- _ASSIGNMENT_
Repeat the entries verbatim.

○ ○ ○

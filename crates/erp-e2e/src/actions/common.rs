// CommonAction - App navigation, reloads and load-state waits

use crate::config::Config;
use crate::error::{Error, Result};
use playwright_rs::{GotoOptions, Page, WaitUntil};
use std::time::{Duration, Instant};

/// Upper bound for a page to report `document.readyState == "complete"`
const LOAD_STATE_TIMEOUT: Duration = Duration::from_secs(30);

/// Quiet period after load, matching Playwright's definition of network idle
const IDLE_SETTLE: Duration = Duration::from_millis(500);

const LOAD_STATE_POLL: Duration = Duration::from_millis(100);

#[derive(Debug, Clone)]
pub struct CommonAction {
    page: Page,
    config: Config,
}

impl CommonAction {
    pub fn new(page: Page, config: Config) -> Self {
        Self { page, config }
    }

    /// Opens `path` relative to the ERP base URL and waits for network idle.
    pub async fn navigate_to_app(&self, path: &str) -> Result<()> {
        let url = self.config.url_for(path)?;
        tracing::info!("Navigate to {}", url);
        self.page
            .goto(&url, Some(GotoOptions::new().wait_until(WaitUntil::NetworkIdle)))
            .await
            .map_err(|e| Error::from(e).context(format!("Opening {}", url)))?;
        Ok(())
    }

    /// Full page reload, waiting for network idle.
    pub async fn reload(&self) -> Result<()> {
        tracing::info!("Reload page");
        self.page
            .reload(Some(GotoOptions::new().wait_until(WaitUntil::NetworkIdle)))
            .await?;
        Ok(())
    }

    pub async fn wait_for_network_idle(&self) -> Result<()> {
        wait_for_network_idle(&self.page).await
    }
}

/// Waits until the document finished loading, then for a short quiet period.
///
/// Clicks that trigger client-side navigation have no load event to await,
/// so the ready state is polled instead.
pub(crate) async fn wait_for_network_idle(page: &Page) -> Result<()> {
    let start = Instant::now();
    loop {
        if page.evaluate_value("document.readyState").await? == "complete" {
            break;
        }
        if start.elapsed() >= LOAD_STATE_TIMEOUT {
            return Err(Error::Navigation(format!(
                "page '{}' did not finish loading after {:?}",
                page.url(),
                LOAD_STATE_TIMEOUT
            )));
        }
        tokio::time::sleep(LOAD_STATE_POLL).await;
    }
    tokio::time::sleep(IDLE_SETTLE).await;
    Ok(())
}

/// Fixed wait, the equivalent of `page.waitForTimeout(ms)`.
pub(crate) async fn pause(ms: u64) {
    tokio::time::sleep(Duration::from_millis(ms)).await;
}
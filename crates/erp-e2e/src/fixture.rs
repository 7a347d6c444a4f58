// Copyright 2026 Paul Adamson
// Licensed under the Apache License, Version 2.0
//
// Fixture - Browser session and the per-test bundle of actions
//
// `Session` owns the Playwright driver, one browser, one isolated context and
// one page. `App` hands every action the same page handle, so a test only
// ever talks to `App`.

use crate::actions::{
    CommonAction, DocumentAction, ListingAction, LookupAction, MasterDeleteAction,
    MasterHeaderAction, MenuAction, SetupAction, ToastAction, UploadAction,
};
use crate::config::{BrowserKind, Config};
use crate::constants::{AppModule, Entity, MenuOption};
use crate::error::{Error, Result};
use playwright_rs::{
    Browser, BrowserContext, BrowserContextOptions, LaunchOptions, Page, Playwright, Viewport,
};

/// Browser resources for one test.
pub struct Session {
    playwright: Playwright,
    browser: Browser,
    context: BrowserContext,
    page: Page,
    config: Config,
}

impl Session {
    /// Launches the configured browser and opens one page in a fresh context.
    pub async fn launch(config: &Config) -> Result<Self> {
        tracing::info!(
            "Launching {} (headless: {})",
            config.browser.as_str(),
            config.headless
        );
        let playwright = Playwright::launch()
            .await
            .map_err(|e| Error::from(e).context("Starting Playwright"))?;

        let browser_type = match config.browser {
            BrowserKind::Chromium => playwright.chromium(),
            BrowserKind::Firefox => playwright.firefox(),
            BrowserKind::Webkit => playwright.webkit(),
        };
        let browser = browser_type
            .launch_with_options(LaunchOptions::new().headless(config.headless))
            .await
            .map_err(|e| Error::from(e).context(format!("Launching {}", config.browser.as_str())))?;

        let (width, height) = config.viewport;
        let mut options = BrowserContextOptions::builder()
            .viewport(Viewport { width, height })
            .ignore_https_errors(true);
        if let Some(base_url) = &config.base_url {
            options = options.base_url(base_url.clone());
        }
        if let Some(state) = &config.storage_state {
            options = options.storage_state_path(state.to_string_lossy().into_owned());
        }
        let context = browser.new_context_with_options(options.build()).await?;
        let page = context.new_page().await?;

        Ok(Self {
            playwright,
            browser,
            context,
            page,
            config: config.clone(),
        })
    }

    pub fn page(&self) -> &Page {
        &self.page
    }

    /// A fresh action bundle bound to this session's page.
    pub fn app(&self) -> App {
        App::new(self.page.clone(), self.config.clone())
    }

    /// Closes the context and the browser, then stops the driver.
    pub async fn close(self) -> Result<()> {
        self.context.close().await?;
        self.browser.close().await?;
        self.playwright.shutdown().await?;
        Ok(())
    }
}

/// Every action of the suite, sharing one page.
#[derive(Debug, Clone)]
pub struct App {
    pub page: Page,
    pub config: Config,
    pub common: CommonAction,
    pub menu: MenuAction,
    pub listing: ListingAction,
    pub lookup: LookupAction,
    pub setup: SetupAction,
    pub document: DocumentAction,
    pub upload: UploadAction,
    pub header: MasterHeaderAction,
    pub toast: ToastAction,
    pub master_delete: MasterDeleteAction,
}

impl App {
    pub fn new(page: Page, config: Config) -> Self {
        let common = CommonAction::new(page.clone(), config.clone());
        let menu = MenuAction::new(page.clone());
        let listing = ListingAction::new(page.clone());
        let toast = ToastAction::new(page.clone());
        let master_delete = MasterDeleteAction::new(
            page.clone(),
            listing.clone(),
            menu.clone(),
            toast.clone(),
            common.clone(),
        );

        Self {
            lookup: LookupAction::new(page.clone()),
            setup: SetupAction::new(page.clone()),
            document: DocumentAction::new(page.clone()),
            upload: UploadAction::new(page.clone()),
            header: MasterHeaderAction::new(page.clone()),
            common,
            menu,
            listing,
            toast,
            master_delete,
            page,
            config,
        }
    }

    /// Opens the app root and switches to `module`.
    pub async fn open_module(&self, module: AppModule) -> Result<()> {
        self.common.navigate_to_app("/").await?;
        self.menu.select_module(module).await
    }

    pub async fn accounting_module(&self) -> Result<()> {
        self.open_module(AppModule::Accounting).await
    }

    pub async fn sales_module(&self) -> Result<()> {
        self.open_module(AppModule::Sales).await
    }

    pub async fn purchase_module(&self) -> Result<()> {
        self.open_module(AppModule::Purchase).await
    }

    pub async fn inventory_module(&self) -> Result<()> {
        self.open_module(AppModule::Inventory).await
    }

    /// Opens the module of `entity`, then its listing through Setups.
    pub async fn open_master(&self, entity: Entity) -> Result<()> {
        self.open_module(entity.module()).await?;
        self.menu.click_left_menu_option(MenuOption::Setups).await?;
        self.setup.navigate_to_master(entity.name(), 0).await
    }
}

○ ○ ○

- _EXERCISE RESULT_
filename crates/erp-e2e/src/actions/common.rs
// CommonAction - App navigation, reloads and load-state waits

use crate::config::Config;
use crate::error::{Error, Result};
use playwright_rs::{GotoOptions, Page, WaitUntil};
use std::time::{Duration, Instant};

/// Upper bound for a page to report `document.readyState == "complete"`
const LOAD_STATE_TIMEOUT: Duration = Duration::from_secs(30);

/// Quiet period after load, matching Playwright's definition of network idle
const IDLE_SETTLE: Duration = Duration::from_millis(500);

const LOAD_STATE_POLL: Duration = Duration::from_millis(100);

#[derive(Debug, Clone)]
pub struct CommonAction {
    page: Page,
    config: Config,
}

impl CommonAction {
    pub fn new(page: Page, config: Config) -> Self {
        Self { page, config }
    }

    /// Opens `path` relative to the ERP base URL and waits for network idle.
    pub async fn navigate_to_app(&self, path: &str) -> Result<()> {
        let url = self.config.url_for(path)?;
        tracing::info!("Navigate to {}", url);
        self.page
            .goto(&url, Some(GotoOptions::new().wait_until(WaitUntil::NetworkIdle)))
            .await
            .map_err(|e| Error::from(e).context(format!("Opening {}", url)))?;
        Ok(())
    }

    /// Full page reload, waiting for network idle.
    pub async fn reload(&self) -> Result<()> {
        tracing::info!("Reload page");
        self.page
            .reload(Some(GotoOptions::new().wait_until(WaitUntil::NetworkIdle)))
            .await?;
        Ok(())
    }

    pub async fn wait_for_network_idle(&self) -> Result<()> {
        wait_for_network_idle(&self.page).await
    }
}

/// Waits until the document finished loading, then for a short quiet period.
///
/// Clicks that trigger client-side navigation have no load event to await,
/// so the ready state is polled instead.
pub(crate) async fn wait_for_network_idle(page: &Page) -> Result<()> {
    let start = Instant::now();
    loop {
        if page.evaluate_value("document.readyState").await? == "complete" {
            break;
        }
        if start.elapsed() >= LOAD_STATE_TIMEOUT {
            return Err(Error::Navigation(format!(
                "page '{}' did not finish loading after {:?}",
                page.url(),
                LOAD_STATE_TIMEOUT
            )));
        }
        tokio::time::sleep(LOAD_STATE_POLL).await;
    }
    tokio::time::sleep(IDLE_SETTLE).await;
    Ok(())
}

/// Fixed wait, the equivalent of `page.waitForTimeout(ms)`.
pub(crate) async fn pause(ms: u64) {
    tokio::time::sleep(Duration::from_millis(ms)).await;
}
filename crates/erp-e2e/src/fixture.rs
repository 7a347d6c444a4f58
// Copyright 2026 Paul Adamson
// Licensed under the Apache License, Version 2.0
//
// Fixture - Browser session and the per-test bundle of actions
//
// `Session` owns the Playwright driver, one browser, one isolated context and
// one page. `App` hands every action the same page handle, so a test only
// ever talks to `App`.

use crate::actions::{
    CommonAction, DocumentAction, ListingAction, LookupAction, MasterDeleteAction,
    MasterHeaderAction, MenuAction, SetupAction, ToastAction, UploadAction,
};
use crate::config::{BrowserKind, Config};
use crate::constants::{AppModule, Entity, MenuOption};
use crate::error::{Error, Result};
use playwright_rs::{
    Browser, BrowserContext, BrowserContextOptions, LaunchOptions, Page, Playwright, Viewport,
};

/// Browser resources for one test.
pub struct Session {
    playwright: Playwright,
    browser: Browser,
    context: BrowserContext,
    page: Page,
    config: Config,
}

impl Session {
    /// Launches the configured browser and opens one page in a fresh context.
    pub async fn launch(config: &Config) -> Result<Self> {
        tracing::info!(
            "Launching {} (headless: {})",
            config.browser.as_str(),
            config.headless
        );
        let playwright = Playwright::launch()
            .await
            .map_err(|e| Error::from(e).context("Starting Playwright"))?;

        let browser_type = match config.browser {
            BrowserKind::Chromium => playwright.chromium(),
            BrowserKind::Firefox => playwright.firefox(),
            BrowserKind::Webkit => playwright.webkit(),
        };
        let browser = browser_type
            .launch_with_options(LaunchOptions::new().headless(config.headless))
            .await
            .map_err(|e| Error::from(e).context(format!("Launching {}", config.browser.as_str())))?;

        let (width, height) = config.viewport;
        let mut options = BrowserContextOptions::builder()
            .viewport(Viewport { width, height })
            .ignore_https_errors(true);
        if let Some(base_url) = &config.base_url {
            options = options.base_url(base_url.clone());
        }
        if let Some(state) = &config.storage_state {
            options = options.storage_state_path(state.to_string_lossy().into_owned());
        }
        let context = browser.new_context_with_options(options.build()).await?;
        let page = context.new_page().await?;

        Ok(Self {
            playwright,
            browser,
            context,
            page,
            config: config.clone(),
        })
    }

    pub fn page(&self) -> &Page {
        &self.page
    }

    /// A fresh action bundle bound to this session's page.
    pub fn app(&self) -> App {
        App::new(self.page.clone(), self.config.clone())
    }

    /// Closes the context and the browser, then stops the driver.
    pub async fn close(self) -> Result<()> {
        self.context.close().await?;
        self.browser.close().await?;
        self.playwright.shutdown().await?;
        Ok(())
    }
}

/// Every action of the suite, sharing one page.
#[derive(Debug, Clone)]
pub struct App {
    pub page: Page,
    pub config: Config,
    pub common: CommonAction,
    pub menu: MenuAction,
    pub listing: ListingAction,
    pub lookup: LookupAction,
    pub setup: SetupAction,
    pub document: DocumentAction,
    pub upload: UploadAction,
    pub header: MasterHeaderAction,
    pub toast: ToastAction,
    pub master_delete: MasterDeleteAction,
}

impl App {
    pub fn new(page: Page, config: Config) -> Self {
        let common = CommonAction::new(page.clone(), config.clone());
        let menu = MenuAction::new(page.clone());
        let listing = ListingAction::new(page.clone());
        let toast = ToastAction::new(page.clone());
        let master_delete = MasterDeleteAction::new(
            page.clone(),
            listing.clone(),
            menu.clone(),
            toast.clone(),
            common.clone(),
        );

        Self {
            lookup: LookupAction::new(page.clone()),
            setup: SetupAction::new(page.clone()),
            document: DocumentAction::new(page.clone()),
            upload: UploadAction::new(page.clone()),
            header: MasterHeaderAction::new(page.clone()),
            common,
            menu,
            listing,
            toast,
            master_delete,
            page,
            config,
        }
    }

    /// Opens the app root and switches to `module`.
    pub async fn open_module(&self, module: AppModule) -> Result<()> {
        self.common.navigate_to_app("/").await?;
        self.menu.select_module(module).await
    }

    pub async fn accounting_module(&self) -> Result<()> {
        self.open_module(AppModule::Accounting).await
    }

    pub async fn sales_module(&self) -> Result<()> {
        self.open_module(AppModule::Sales).await
    }

    pub async fn purchase_module(&self) -> Result<()> {
        self.open_module(AppModule::Purchase).await
    }

    pub async fn inventory_module(&self) -> Result<()> {
        self.open_module(AppModule::Inventory).await
    }

    /// Opens the module of `entity`, then its listing through Setups.
    pub async fn open_master(&self, entity: Entity) -> Result<()> {
        self.open_module(entity.module()).await?;
        self.menu.click_left_menu_option(MenuOption::Setups).await?;
        self.setup.navigate_to_master(entity.name(), 0).await
    }
}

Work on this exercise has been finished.